Below are the records; count how many of their lines hold the string "linefeed" and give the number alone.

*** Opening of Provided records ***

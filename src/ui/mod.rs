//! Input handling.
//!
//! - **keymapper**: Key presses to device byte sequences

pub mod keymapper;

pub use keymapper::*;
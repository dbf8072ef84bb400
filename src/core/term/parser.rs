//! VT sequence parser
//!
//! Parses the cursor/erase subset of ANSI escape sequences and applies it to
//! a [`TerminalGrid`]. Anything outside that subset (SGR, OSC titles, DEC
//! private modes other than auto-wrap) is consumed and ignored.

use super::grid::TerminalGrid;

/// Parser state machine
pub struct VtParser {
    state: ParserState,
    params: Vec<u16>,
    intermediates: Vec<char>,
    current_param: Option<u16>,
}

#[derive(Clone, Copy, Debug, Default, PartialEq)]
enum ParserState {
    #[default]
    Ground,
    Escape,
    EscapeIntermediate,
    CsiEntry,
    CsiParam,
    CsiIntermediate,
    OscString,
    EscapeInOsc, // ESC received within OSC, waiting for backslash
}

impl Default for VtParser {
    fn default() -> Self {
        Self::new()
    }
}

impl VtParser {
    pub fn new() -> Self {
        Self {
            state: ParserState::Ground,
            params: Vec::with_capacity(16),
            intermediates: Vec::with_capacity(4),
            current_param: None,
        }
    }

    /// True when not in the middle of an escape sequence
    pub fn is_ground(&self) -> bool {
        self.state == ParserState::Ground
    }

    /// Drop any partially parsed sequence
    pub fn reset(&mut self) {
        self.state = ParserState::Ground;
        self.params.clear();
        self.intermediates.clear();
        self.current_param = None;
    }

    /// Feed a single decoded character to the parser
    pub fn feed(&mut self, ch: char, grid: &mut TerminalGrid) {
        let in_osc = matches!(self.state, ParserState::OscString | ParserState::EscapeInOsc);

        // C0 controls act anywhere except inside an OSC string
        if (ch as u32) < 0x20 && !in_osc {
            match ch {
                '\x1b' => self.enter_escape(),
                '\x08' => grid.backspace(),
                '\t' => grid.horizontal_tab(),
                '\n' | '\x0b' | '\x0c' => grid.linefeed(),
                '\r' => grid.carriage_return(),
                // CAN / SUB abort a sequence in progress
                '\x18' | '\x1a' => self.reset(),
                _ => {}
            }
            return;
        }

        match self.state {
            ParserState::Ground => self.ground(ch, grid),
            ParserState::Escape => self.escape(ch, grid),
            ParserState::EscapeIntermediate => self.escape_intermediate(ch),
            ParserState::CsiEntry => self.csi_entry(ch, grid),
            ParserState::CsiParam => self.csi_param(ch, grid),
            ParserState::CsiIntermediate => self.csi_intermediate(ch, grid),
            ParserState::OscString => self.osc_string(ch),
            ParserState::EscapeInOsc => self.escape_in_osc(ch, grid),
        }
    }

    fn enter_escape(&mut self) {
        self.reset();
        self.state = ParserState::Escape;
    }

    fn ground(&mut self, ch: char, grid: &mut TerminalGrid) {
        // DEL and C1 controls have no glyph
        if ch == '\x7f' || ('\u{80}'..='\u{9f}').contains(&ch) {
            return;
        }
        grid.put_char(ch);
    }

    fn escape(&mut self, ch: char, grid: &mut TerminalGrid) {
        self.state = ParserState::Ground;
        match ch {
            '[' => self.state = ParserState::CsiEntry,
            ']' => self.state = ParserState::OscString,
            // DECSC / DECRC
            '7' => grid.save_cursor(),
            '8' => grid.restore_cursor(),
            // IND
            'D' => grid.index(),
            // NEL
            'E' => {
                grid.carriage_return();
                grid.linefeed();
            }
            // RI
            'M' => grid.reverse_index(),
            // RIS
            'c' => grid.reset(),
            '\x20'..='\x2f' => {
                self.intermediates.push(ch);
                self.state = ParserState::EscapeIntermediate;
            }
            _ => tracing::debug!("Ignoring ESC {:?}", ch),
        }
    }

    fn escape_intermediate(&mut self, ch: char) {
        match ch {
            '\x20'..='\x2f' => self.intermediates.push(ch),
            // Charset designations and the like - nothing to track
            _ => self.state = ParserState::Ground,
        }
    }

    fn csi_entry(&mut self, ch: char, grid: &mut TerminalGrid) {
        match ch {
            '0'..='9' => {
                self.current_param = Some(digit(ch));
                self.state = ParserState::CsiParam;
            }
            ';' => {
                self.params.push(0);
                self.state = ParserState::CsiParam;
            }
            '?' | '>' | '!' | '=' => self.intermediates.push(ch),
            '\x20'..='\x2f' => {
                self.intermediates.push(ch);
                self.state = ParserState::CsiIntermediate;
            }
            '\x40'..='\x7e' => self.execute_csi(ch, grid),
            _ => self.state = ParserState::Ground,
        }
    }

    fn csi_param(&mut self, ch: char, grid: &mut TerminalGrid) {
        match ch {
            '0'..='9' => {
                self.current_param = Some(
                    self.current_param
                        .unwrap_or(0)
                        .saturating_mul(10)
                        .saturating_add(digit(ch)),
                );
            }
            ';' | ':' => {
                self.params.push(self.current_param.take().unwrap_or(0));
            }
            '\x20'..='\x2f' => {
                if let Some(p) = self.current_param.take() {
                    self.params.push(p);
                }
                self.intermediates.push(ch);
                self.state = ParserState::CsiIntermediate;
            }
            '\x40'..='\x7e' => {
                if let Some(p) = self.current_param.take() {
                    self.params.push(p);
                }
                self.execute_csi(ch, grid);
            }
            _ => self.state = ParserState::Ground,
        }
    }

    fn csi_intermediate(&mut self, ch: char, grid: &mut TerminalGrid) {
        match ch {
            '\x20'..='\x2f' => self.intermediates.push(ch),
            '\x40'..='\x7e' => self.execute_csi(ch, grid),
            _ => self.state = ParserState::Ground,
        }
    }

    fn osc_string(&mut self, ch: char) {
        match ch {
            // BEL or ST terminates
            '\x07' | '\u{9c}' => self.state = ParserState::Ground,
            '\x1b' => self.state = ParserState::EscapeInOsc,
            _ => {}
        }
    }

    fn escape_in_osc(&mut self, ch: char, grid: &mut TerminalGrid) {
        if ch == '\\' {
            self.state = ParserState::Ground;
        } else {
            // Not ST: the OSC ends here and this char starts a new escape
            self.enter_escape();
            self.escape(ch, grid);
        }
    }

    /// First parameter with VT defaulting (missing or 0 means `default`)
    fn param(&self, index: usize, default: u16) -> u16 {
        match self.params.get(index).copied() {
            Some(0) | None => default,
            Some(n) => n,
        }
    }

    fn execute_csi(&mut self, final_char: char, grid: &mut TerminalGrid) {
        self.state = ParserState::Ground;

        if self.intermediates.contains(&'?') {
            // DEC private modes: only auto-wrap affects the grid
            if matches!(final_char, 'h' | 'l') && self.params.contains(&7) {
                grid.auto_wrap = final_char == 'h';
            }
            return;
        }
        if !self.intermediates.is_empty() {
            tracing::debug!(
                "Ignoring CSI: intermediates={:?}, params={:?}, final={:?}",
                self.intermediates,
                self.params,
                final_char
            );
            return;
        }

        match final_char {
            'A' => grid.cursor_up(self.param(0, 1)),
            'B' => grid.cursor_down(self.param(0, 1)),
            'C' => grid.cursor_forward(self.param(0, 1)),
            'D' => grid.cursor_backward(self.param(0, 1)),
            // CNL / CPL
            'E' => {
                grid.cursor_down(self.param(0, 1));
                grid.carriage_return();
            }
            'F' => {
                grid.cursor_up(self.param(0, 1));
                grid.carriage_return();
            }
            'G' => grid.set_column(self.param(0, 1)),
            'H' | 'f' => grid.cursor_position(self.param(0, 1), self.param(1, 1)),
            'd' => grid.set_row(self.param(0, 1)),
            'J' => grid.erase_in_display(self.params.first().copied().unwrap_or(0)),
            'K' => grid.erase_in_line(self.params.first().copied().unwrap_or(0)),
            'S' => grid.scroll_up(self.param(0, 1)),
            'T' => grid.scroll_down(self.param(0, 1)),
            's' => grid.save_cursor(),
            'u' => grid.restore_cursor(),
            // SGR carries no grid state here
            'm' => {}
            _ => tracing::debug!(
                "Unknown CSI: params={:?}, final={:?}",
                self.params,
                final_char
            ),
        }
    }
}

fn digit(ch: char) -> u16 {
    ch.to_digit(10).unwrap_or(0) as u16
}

*** Close of Provided records ***

» Solution for this exercise: 2